Lerner v. Pub. Serv. Ry. Co.

Decision Date04 September 1912
Citation84 A. 618,83 N.J.L. 64
PartiesLERNER v. PUBLIC SERVICE RY. CO.
CourtNew Jersey Supreme Court

(Syllabus by the Court.)

Appeal from District Court of Newark.

Action by Joseph Lerner against the Public Service Railway Company. Judgment for plaintiff, and defendant appeals. Reversed.

Argued February term, 1912, before TRENCHARD, PARKER, and MINTURN, JJ.

Lefferts S. Hoffman and Leonard J. Tynan, both of Newark, for appellant.

Philip J. Schotland, of Newark, for appellee.

TRENCHARD, J. The plaintiff below sued to recover for injuries sustained while attempting to enter a street car of the defendant company. The action was tried in the district court with a jury, and the defendant appeals from the judgment entered upon the verdict for the plaintiff.

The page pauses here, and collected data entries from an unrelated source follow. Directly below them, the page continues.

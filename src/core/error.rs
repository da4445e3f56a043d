use super::{Key, TransactionId};
use thiserror::Error;

#[derive(Error, Debug, Clone, PartialEq, Eq)]
pub enum DbError {
    #[error("Transaction {0} is not active")]
    NoSuchTransaction(TransactionId),

    #[error("Key {0} not found")]
    NoSuchKey(Key),

    #[error("Key {0} already exists")]
    DuplicateKey(Key),

    #[error("Write by {txn} on key {key} is too late: version already read at ts {read_ts}")]
    WriteTooLate {
        txn: TransactionId,
        key: Key,
        read_ts: u64,
    },

    #[error("Too many active transactions (limit {0})")]
    TooManyTransactions(usize),

    #[error("Transaction timestamps exhausted")]
    TimestampExhausted,

    #[error("Configuration error: {0}")]
    ConfigError(String),
}

impl DbError {
    /// True when the failing transaction was rolled back before the error
    /// was returned.
    pub fn is_abort(&self) -> bool {
        matches!(self, DbError::DuplicateKey(_) | DbError::WriteTooLate { .. })
    }
}

pub type Result<T> = std::result::Result<T, DbError>;

impl From<serde_json::Error> for DbError {
    fn from(err: serde_json::Error) -> Self {
        Self::ConfigError(err.to_string())
    }
}
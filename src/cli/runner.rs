use super::script::{Command, ScriptError, TxnRef, parse_line};
use anyhow::{Result, bail};
use mvtokv::{CommitStatus, DbError, MvtoStore, TransactionId};
use std::collections::HashMap;
use std::io::Write;
use tracing::{Level, event};

/// Executes parsed script commands against one store
pub struct Runner {
    store: MvtoStore,
    names: HashMap<String, TransactionId>,
    fail_fast: bool,
}

impl Runner {
    pub fn new(store: MvtoStore, fail_fast: bool) -> Self {
        Self {
            store,
            names: HashMap::new(),
            fail_fast,
        }
    }

    pub fn store(&self) -> &MvtoStore {
        &self.store
    }

    /// Run every line of `source`, writing one output line per command.
    ///
    /// Protocol errors are reported inline and do not stop the script unless
    /// fail-fast is on. Malformed lines always stop it.
    pub fn run_script(&mut self, source: &str, out: &mut impl Write) -> Result<()> {
        for (idx, line) in source.lines().enumerate() {
            let line_no = idx + 1;
            let Some(command) = parse_line(line_no, line)? else {
                continue;
            };

            match self.execute(line_no, &command)? {
                Ok(output) => writeln!(out, "{output}")?,
                Err(err) => {
                    writeln!(out, "error: {err}")?;
                    if self.fail_fast {
                        bail!("line {line_no}: {err}");
                    }
                }
            }
        }
        Ok(())
    }

    /// Outer error: the script itself is wrong. Inner error: the store
    /// refused the operation.
    pub fn execute(
        &mut self,
        line_no: usize,
        command: &Command,
    ) -> std::result::Result<std::result::Result<String, DbError>, ScriptError> {
        event!(Level::DEBUG, line = line_no, ?command, "execute");

        let outcome = match command {
            Command::Begin { bind } => self.store.begin().map(|txn| match bind {
                Some(name) => {
                    self.names.insert(name.clone(), txn);
                    format!("{name} = {txn}")
                }
                None => format!("{txn}"),
            }),
            Command::Insert { txn, key, value } => {
                let txn = self.resolve(line_no, txn)?;
                self.store
                    .insert(txn, *key, *value)
                    .map(|()| format!("{txn} inserted {key} = {value}"))
            }
            Command::Read { txn, key } => {
                let txn = self.resolve(line_no, txn)?;
                self.store
                    .read(txn, *key)
                    .map(|value| format!("{txn} read {key} = {value}"))
            }
            Command::Write { txn, key, value } => {
                let txn = self.resolve(line_no, txn)?;
                self.store
                    .write(txn, *key, *value)
                    .map(|()| format!("{txn} wrote {key} = {value}"))
            }
            Command::Commit { txn } => {
                let txn = self.resolve(line_no, txn)?;
                self.store.commit(txn).map(|status| match status {
                    CommitStatus::Committed => format!("{txn} committed"),
                    CommitStatus::Deferred => format!("{txn} commit deferred"),
                })
            }
            Command::Rollback { txn } => {
                let txn = self.resolve(line_no, txn)?;
                let report = self.store.rollback(txn);
                Ok(if report.is_noop() {
                    format!("{txn} not active")
                } else if report.cascaded().is_empty() {
                    format!("{txn} rolled back")
                } else {
                    format!("{txn} rolled back, cascaded: {}", join_ids(report.cascaded()))
                })
            }
            Command::Show { key } => Ok(match self.store.versions(*key) {
                Some(versions) => serde_json::to_string(&versions)
                    .unwrap_or_else(|err| format!("<unprintable: {err}>")),
                None => format!("{key} does not exist"),
            }),
            Command::Txn { txn } => {
                let txn = self.resolve(line_no, txn)?;
                Ok(match self.store.transaction_info(txn) {
                    Some(info) => format!(
                        "{} {} wait={} commit_requested={} written={} reads={}",
                        info.id,
                        info.state,
                        info.wait_count,
                        info.commit_requested,
                        info.written,
                        info.reads
                    ),
                    None => format!("{txn} not active"),
                })
            }
            Command::Active => Ok(format!(
                "active: [{}]",
                join_ids(&self.store.active_transactions())
            )),
            Command::Stats => Ok(serde_json::to_string(&self.store.stats())
                .unwrap_or_else(|err| format!("<unprintable: {err}>"))),
        };
        Ok(outcome)
    }

    fn resolve(
        &self,
        line_no: usize,
        txn: &TxnRef,
    ) -> std::result::Result<TransactionId, ScriptError> {
        match txn {
            TxnRef::Timestamp(ts) => Ok(TransactionId(*ts)),
            TxnRef::Name(name) => self.names.get(name).copied().ok_or_else(|| {
                ScriptError::UnknownTransaction {
                    line: line_no,
                    name: name.clone(),
                }
            }),
        }
    }
}

fn join_ids(ids: &[TransactionId]) -> String {
    ids.iter()
        .map(ToString::to_string)
        .collect::<Vec<_>>()
        .join(", ")
}
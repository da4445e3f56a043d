use crate::core::{DbError, Result};
use serde::Deserialize;

/// Store configuration
///
/// Built with chained setters or loaded from JSON:
///
/// ```
/// use mvtokv::StoreConfig;
///
/// let config = StoreConfig::new("inventory")
///     .first_timestamp(10)
///     .max_active_transactions(64);
/// assert!(config.validate().is_ok());
///
/// let loaded = StoreConfig::from_json(r#"{ "name": "inventory" }"#).unwrap();
/// assert_eq!(loaded.first_timestamp, 1);
/// ```
#[derive(Debug, Clone, PartialEq, Eq, Deserialize)]
#[serde(default, deny_unknown_fields)]
pub struct StoreConfig {
    /// Store name, attached to log events
    pub name: String,

    /// Timestamp handed to the first transaction. Must be at least 1:
    /// 0 is the read timestamp of a never-read version.
    pub first_timestamp: u64,

    /// Upper bound on concurrently active transactions
    pub max_active_transactions: Option<usize>,
}

impl Default for StoreConfig {
    fn default() -> Self {
        Self {
            name: "mvtokv".to_string(),
            first_timestamp: 1,
            max_active_transactions: None,
        }
    }
}

impl StoreConfig {
    pub fn new(name: &str) -> Self {
        Self {
            name: name.to_string(),
            ..Self::default()
        }
    }

    pub fn first_timestamp(mut self, ts: u64) -> Self {
        self.first_timestamp = ts;
        self
    }

    pub fn max_active_transactions(mut self, max: usize) -> Self {
        self.max_active_transactions = Some(max);
        self
    }

    /// Parse a JSON document; missing fields take their defaults
    pub fn from_json(json: &str) -> Result<Self> {
        let config: StoreConfig = serde_json::from_str(json)?;
        config.validate()?;
        Ok(config)
    }

    pub fn validate(&self) -> Result<()> {
        if self.first_timestamp == 0 {
            return Err(DbError::ConfigError(
                "first_timestamp must be at least 1".into(),
            ));
        }
        if self.max_active_transactions == Some(0) {
            return Err(DbError::ConfigError(
                "max_active_transactions must be positive".into(),
            ));
        }
        Ok(())
    }
}
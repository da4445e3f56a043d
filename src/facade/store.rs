// ============================================================================
// MVTO Store
// ============================================================================
//
// Protocol rules, per operation:
// - read:  see the version with the greatest write ts <= own ts, raise its
//          read ts, become a dependant of it
// - write: if a younger transaction already read the visible version the
//          write is too late and the writer is rolled back; otherwise update
//          the own version in place or add a new one
// - commit: finalize only when no read dependency is pending; finalizing
//          releases the dependants of every written version, which may in
//          turn finalize deferred commits
//
// Every public method is one atomic step over the key map and the
// transaction table.
//
// ============================================================================

use super::StoreStats;
use crate::config::StoreConfig;
use crate::core::{DbError, Key, Result, TransactionId, Value, VersionRef};
use crate::storage::{Version, VersionInfo, VersionStore};
use crate::transaction::{
    RollbackEngine, RollbackReport, Transaction, TransactionInfo, TransactionTable,
};
use std::collections::VecDeque;
use tracing::{Level, event};

/// Result of a successful `commit` call
#[derive(Debug, Clone, Copy, PartialEq, Eq)]
pub enum CommitStatus {
    /// The transaction is finalized and no longer active
    Committed,

    /// Read dependencies are pending; the transaction commits as soon as the
    /// last of them is released
    Deferred,
}

pub struct MvtoStore {
    config: StoreConfig,
    storage: VersionStore,
    transactions: TransactionTable,
    stats: StoreStats,
}

impl Default for MvtoStore {
    fn default() -> Self {
        Self::new()
    }
}

impl MvtoStore {
    pub fn new() -> Self {
        Self::build(StoreConfig::default())
    }

    pub fn with_config(config: StoreConfig) -> Result<Self> {
        config.validate()?;
        Ok(Self::build(config))
    }

    fn build(config: StoreConfig) -> Self {
        let transactions =
            TransactionTable::new(config.first_timestamp, config.max_active_transactions);
        Self {
            config,
            storage: VersionStore::new(),
            transactions,
            stats: StoreStats::default(),
        }
    }

    pub fn config(&self) -> &StoreConfig {
        &self.config
    }

    // ------------------------------------------------------------------------
    // Transaction lifecycle
    // ------------------------------------------------------------------------

    /// Start a transaction; its id is its timestamp
    pub fn begin(&mut self) -> Result<TransactionId> {
        let txn = self.transactions.begin()?;
        self.stats.begun += 1;
        event!(Level::DEBUG, store = %self.config.name, txn = %txn, "begin");
        Ok(txn)
    }

    /// Commit, or defer the commit while read dependencies are pending
    pub fn commit(&mut self, txn: TransactionId) -> Result<CommitStatus> {
        let transaction = self.transactions.get_mut(txn)?;
        transaction.request_commit();

        if transaction.wait_count() > 0 {
            self.stats.deferred_commits += 1;
            event!(
                Level::DEBUG,
                store = %self.config.name,
                txn = %txn,
                waiting_on = transaction.wait_count(),
                "commit deferred"
            );
            return Ok(CommitStatus::Deferred);
        }

        self.finalize_commits(txn);
        Ok(CommitStatus::Committed)
    }

    /// Abort `txn` and, transitively, every reader of its writes.
    /// Rolling back an inactive id does nothing.
    pub fn rollback(&mut self, txn: TransactionId) -> RollbackReport {
        let report = RollbackEngine::new(&mut self.transactions, &mut self.storage).run(txn);

        if !report.is_noop() {
            self.stats.rollbacks += 1;
            self.stats.cascaded_aborts += report.cascaded().len() as u64;
            self.stats.versions_removed += report.versions_removed as u64;
            event!(
                Level::INFO,
                store = %self.config.name,
                txn = %txn,
                cascaded = report.cascaded().len(),
                versions_removed = report.versions_removed,
                "rolled back"
            );
        }
        report
    }

    fn finalize_commits(&mut self, first: TransactionId) {
        let mut worklist = VecDeque::from([first]);

        while let Some(id) = worklist.pop_front() {
            if !self
                .transactions
                .get(id)
                .is_ok_and(Transaction::can_finalize)
            {
                continue;
            }
            let Some(mut txn) = self.transactions.remove(id) else {
                continue;
            };

            for vref in txn.mark_committed() {
                let Some(version) = self
                    .storage
                    .chain(vref.key)
                    .ok()
                    .and_then(|chain| chain.get(vref.write_ts))
                else {
                    continue;
                };

                for &dependant in version.dependants() {
                    if dependant == id {
                        continue;
                    }
                    if let Ok(reader) = self.transactions.get_mut(dependant)
                        && reader.release_wait() == 0
                        && reader.commit_requested()
                    {
                        worklist.push_back(dependant);
                    }
                }
            }

            self.stats.committed += 1;
            event!(
                Level::INFO,
                store = %self.config.name,
                txn = %id,
                propagated = id != first,
                "committed"
            );
        }
    }

    // ------------------------------------------------------------------------
    // Key-value operations
    // ------------------------------------------------------------------------

    /// Create a key with its first version
    pub fn insert(&mut self, txn: TransactionId, key: Key, value: Value) -> Result<()> {
        self.transactions.get(txn)?;

        if self.storage.contains_key(key) {
            self.stats.duplicate_keys += 1;
            event!(Level::WARN, store = %self.config.name, txn = %txn, key, "duplicate key");
            self.rollback(txn);
            return Err(DbError::DuplicateKey(key));
        }

        self.storage.create_chain(key, Version::initial(txn, value))?;
        self.transactions
            .get_mut(txn)?
            .record_write(VersionRef::new(key, txn));
        self.stats.versions_created += 1;

        event!(Level::DEBUG, store = %self.config.name, txn = %txn, key, value, "insert");
        Ok(())
    }

    /// Read the version visible at the transaction's timestamp
    pub fn read(&mut self, txn: TransactionId, key: Key) -> Result<Value> {
        let chain = self.storage.chain_mut(key)?;
        self.transactions.get(txn)?;

        let version = chain.visible_mut(txn).ok_or(DbError::NoSuchKey(key))?;
        let writer = version.write_ts();
        let newly_registered = version.observe_read(txn);
        let content = version.content();

        // A reader depends on the writer's fate only while the writer is
        // undecided, and never on itself.
        let depends = newly_registered && writer != txn && self.transactions.is_active(writer);

        let reader = self.transactions.get_mut(txn)?;
        if newly_registered {
            reader.record_read(VersionRef::new(key, writer));
        }
        if depends {
            reader.add_wait();
        }

        event!(
            Level::DEBUG,
            store = %self.config.name,
            txn = %txn,
            key,
            wts = writer.as_u64(),
            depends,
            "read"
        );
        Ok(content)
    }

    /// Write a new value under timestamp ordering
    pub fn write(&mut self, txn: TransactionId, key: Key, value: Value) -> Result<()> {
        let (write_ts, read_ts) = {
            let chain = self.storage.chain(key)?;
            self.transactions.get(txn)?;
            let visible = chain.visible(txn).ok_or(DbError::NoSuchKey(key))?;
            (visible.write_ts(), visible.read_ts())
        };

        if txn.as_u64() < read_ts {
            self.stats.write_too_late += 1;
            event!(
                Level::WARN,
                store = %self.config.name,
                txn = %txn,
                key,
                rts = read_ts,
                "write too late"
            );
            self.rollback(txn);
            return Err(DbError::WriteTooLate { txn, key, read_ts });
        }

        let chain = self.storage.chain_mut(key)?;
        if write_ts == txn {
            if let Some(own) = chain.get_mut(write_ts) {
                own.set_content(value);
            }
            event!(Level::DEBUG, store = %self.config.name, txn = %txn, key, value, "write in place");
            return Ok(());
        }

        let inserted = chain.insert(Version::written(txn, value));
        debug_assert!(inserted, "visible version would have been the own version");
        self.transactions
            .get_mut(txn)?
            .record_write(VersionRef::new(key, txn));
        self.stats.versions_created += 1;

        event!(
            Level::DEBUG,
            store = %self.config.name,
            txn = %txn,
            key,
            value,
            after_wts = write_ts.as_u64(),
            "write new version"
        );
        Ok(())
    }

    // ------------------------------------------------------------------------
    // Introspection
    // ------------------------------------------------------------------------

    pub fn is_active(&self, txn: TransactionId) -> bool {
        self.transactions.is_active(txn)
    }

    pub fn transaction_info(&self, txn: TransactionId) -> Option<TransactionInfo> {
        self.transactions.info(txn)
    }

    pub fn active_transactions(&self) -> Vec<TransactionId> {
        self.transactions.active_ids()
    }

    /// Versions of `key` in write-timestamp order
    pub fn versions(&self, key: Key) -> Option<Vec<VersionInfo>> {
        self.storage.versions(key)
    }

    pub fn keys(&self) -> Vec<Key> {
        self.storage.keys()
    }

    pub fn key_count(&self) -> usize {
        self.storage.len()
    }

    pub fn stats(&self) -> StoreStats {
        StoreStats {
            active_transactions: self.transactions.len(),
            keys: self.storage.len(),
            live_versions: self.storage.version_count(),
            ..self.stats
        }
    }
}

At the trial it appeared from the evidence produced by both sides that the plaintiff, an able-bodied man, attempted to board the car against the will of the conductor, but that he got no farther than the step, from which position he fell to the ground and was injured by the fall. The proof upon the part of the plaintiff tended to show that the car had stopped to take on passengers, and that while the plaintiff was on the step, and was about to get on the platform, the conductor told him he could not get on, pushed him back, shut the gate in his face, rang the bell to go ahead, and "pushed the plaintiff with his fingers." On the part of the defendant the proof, on the contrary, tended to show that the car was crowded with passengers, and that the "car full" sign was displayed; that the car stopped, not to take on more passengers, but to discharge passengers; that, after the car started, and after the conductor had closed the gate, the plaintiff "put his foot upon the bottom step and hung on to the gate"; that the plaintiff was then told by the conductor that he "had better get off and that he could not get in"; and that the conductor did nothing further to interfere with the plaintiff.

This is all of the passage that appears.